According to Heuchan, Williams and Gonella (2006) the greatest source of heat loss for preterm infant is evaporative; as transepidermal water loss. They all agree that water loss by evaporation at 26 weeks can be reduced by 100% when relative ambient humidity is increased from 20% to 60%. It is also proved that the introduction of humidity into modern incubators has resulted in effective temperature control in extreme preterm babies (Boxwell 2010). She also identifies that controversy persists about the potential of humidity and the risk of infection particularly with prolonged exposure.
Another technique recommended by Waldron, Mackinnon (2007) is wearing a hat, which can prevent excessive heat loss from the head by convection.
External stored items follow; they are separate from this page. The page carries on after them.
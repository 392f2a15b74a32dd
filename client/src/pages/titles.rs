//! Comitard titles ("titre"): list sorted by `ordre` and a small editor.

use leptos::prelude::*;

use content::Title;
use content::records::titles_by_ordre;

use crate::components::collection_table::CollectionTable;
use crate::components::editor_status::EditorStatus;
use crate::components::form_fields::{NumberField, TextAreaField, TextField, text_signal};
use crate::components::layout::AdminLayout;
use crate::net::types::Collection;
use crate::state::editor::EditorState;
use crate::util::resource::{PageContext, submit_record, use_collection_list, use_record_editor};

#[component]
pub fn TitlesPage() -> impl IntoView {
    view! {
        <AdminLayout>
            <TitleList />
        </AdminLayout>
    }
}

#[component]
fn TitleList() -> impl IntoView {
    let list = use_collection_list::<Title>();
    // Rows follow `ordre`, unordered titles last.
    Effect::new(move || {
        let sorted = list.with(|s| (!s.loading).then(|| titles_by_ordre(&s.items)));
        if let Some(sorted) = sorted
            && list.with_untracked(|s| s.items != sorted)
        {
            list.update(|s| s.items = sorted);
        }
    });

    view! {
        <div class="list-page">
            <header class="page-header">
                <h1>"Titles"</h1>
                <a class="btn btn--primary" href=Collection::Titre.new_route()>
                    "+ New Title"
                </a>
            </header>
            <CollectionTable
                list=list
                columns=vec!["Order", "Name", "Description"]
                row=|t: &Title| {
                    view! {
                        <td>{t.ordre.map_or_else(|| "-".to_owned(), |o| o.to_string())}</td>
                        <td class="table__primary">{t.name.clone()}</td>
                        <td>{t.description.clone()}</td>
                    }
                }
            />
        </div>
    }
}

#[component]
pub fn TitleEditorPage() -> impl IntoView {
    view! {
        <AdminLayout>
            <TitleEditor />
        </AdminLayout>
    }
}

#[component]
fn TitleEditor() -> impl IntoView {
    let ctx = PageContext::expect();
    let editor = use_record_editor::<Title>();

    let on_submit = move |ev: leptos::ev::SubmitEvent| {
        ev.prevent_default();
        let record = editor.with_untracked(|s| s.record.clone());
        submit_record(&ctx, editor, record);
    };

    view! {
        <div class="editor-page">
            <header class="page-header">
                <h1>{move || if editor.with(EditorState::is_update) { "Edit Title" } else { "Create Title" }}</h1>
                <a class="btn" href=Collection::Titre.route()>
                    "Back to list"
                </a>
            </header>
            <Show
                when=move || editor.with(|s| s.ready)
                fallback=move || view! { <EditorStatus editor=editor /> }
            >
                <form class="editor-form" on:submit=on_submit.clone()>
                    <TextField
                        label="Name"
                        value=text_signal(editor, |t| Some(t.name.as_str()))
                        on_input=Callback::new(move |value: String| editor.update(|s| s.record.name = value))
                        required=true
                    />
                    <TextAreaField
                        label="Description"
                        value=text_signal(editor, |t| Some(t.description.as_str()))
                        on_input=Callback::new(move |value: String| editor.update(|s| s.record.description = value))
                    />
                    <NumberField
                        label="Order"
                        value=Signal::derive(move || editor.with(|s| s.record.ordre))
                        on_input=Callback::new(move |ordre| editor.update(|s| s.record.ordre = ordre))
                    />
                    {move || editor.with(|s| s.error.clone()).map(|e| view! { <p class="editor-form__error">{e}</p> })}
                    <div class="editor-form__actions">
                        <button class="btn btn--primary" type="submit" disabled=move || editor.with(|s| s.saving)>
                            {move || if editor.with(|s| s.saving) { "Saving..." } else { "Save Title" }}
                        </button>
                    </div>
                </form>
            </Show>
        </div>
    }
}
However, no significant difference in core body temperature was found 10 minutes after birth for infants who had been given hats in addition to traditional care versus infants without hats (McCall, Alderice, Halliday, Jenkins, & Vorha, 2005). In Elabbassi et al.'s (2002) study, a thermal mannequin simulating a low birth weight newborn was created to examine the effects of wearing a hat on heat loss. The authors determined that using a hat decreased heat loss by an average of 18.9%. They concluded that a hat is not necessary in a normothermic infant because it could increase the risk of overheating; though it may be helpful in cases of accidental hypothermia. Ludington-Hoe et al. (2003) suggests the application of a hat if abdominal or axillary temperature falls below 36 ⁰C. The WHO (2003) recommends that the hypothermic infant wear a hat during skin to skin care.
Finally, a study by Takayama et al. (2000) examined medical records for 203 healthy, full-term infants. He concluded that 17% of all temperatures between birth and 20 hours of life were in the hypothermic range. All these infants responded to simple interventions, such as bundling or increasing room temperature. Consequently, room temperature and maternal temperature should be assessed when managing hypothermic conditions. The room temperature should be at least 25 ⁰C (WHO 2003).
Thus, upon on study, there are a number of strategies that can be used to prevent hypothermia at birth. Due to very thin skin, large surface area relative to body mass, limited substrate for heat production, decreased subcutaneous tissue and an immature nervous system, premature infants are extremely susceptible to hypothermia. Water loss can also be result due to their immature skin. These traits are managed in different ways: putting small premature babies in to a plastic bag from the neck down immediately after delivery, and re-warming by placing under a radiant warmer can prevent heat loss at the delivery of infants <28 weeks gestation; the use of humidity to reduce skin water loss and improve the maintenance of body temperature and to minimise evaporative heat loss; the maintenance of room temperature. These techniques are based on scientific observation and ever increasing knowledge has resulted in improved methods of treatment. In my practice, I continue to discover the importance of putting theory into practice as a nurse in the NICU, and in keeping up to date with the current techniques.